- Exercise brief: Scan the entries below and count the lines holding the string "body". Supply only the number.

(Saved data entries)
=== Begin Enclosure ===

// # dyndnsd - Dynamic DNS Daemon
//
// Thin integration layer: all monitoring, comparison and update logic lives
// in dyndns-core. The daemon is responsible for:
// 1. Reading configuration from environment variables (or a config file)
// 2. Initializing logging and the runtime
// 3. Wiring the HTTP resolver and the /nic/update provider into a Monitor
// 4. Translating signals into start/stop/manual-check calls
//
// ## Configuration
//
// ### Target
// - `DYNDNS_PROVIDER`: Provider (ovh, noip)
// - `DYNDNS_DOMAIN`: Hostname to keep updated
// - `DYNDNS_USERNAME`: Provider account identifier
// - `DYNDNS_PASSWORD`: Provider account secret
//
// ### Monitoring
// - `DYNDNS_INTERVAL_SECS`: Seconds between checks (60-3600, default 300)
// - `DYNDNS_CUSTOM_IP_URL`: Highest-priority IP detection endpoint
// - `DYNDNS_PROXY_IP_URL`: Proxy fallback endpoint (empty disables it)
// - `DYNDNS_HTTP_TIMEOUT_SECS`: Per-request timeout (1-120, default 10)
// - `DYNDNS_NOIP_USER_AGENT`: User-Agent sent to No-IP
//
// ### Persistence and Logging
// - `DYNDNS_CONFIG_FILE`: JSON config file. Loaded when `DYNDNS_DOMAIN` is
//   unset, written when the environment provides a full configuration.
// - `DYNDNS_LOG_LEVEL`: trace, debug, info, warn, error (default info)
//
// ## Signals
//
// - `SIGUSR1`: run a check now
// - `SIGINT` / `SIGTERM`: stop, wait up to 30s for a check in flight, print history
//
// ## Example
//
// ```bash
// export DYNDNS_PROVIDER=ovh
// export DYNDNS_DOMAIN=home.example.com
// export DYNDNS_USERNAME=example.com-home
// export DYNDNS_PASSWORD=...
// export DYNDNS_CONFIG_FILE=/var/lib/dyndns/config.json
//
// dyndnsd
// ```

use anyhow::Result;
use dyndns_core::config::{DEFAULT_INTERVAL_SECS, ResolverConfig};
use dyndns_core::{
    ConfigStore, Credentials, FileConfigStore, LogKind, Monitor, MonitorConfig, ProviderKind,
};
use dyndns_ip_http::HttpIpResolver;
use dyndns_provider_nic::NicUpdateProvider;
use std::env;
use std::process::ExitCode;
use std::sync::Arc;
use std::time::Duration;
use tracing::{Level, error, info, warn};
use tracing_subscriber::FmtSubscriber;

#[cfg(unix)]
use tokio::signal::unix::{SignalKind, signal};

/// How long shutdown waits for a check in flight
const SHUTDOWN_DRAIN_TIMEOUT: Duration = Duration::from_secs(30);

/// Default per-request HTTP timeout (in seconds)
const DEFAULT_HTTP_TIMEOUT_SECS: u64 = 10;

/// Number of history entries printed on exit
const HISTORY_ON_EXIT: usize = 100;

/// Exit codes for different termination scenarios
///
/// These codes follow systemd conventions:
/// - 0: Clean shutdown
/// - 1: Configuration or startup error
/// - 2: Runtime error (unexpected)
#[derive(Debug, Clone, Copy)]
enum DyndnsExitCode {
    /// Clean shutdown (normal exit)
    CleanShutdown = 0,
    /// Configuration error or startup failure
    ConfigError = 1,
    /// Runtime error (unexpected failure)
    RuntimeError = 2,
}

=== End Enclosure ===
=== Begin Enclosure ===

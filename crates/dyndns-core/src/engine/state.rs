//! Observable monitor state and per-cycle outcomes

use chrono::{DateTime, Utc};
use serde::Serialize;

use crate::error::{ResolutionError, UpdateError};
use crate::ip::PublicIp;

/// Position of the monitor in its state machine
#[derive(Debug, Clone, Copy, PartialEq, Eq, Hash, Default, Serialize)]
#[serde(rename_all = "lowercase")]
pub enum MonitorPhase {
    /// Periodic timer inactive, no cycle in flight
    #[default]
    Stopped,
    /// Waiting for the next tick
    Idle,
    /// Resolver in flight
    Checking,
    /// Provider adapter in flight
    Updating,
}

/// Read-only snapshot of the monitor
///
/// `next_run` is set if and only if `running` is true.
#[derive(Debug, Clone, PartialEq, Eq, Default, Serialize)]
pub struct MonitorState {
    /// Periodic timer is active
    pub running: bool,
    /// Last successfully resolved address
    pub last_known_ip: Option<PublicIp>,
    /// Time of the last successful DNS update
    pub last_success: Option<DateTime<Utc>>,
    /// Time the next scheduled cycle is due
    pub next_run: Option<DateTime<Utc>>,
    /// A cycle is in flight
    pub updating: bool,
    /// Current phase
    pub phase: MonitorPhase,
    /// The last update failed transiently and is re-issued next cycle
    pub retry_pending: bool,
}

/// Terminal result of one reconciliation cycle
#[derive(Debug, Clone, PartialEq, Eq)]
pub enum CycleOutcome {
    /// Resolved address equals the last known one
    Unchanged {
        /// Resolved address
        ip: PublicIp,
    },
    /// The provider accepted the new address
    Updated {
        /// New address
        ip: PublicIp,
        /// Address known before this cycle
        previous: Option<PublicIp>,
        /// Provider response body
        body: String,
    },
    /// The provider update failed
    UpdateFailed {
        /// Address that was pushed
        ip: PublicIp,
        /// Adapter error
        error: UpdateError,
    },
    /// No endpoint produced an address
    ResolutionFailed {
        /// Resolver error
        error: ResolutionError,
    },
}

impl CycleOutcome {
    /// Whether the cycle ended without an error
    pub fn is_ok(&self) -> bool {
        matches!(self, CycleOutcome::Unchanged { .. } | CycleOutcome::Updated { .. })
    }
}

=== End Enclosure ===

- Response: 2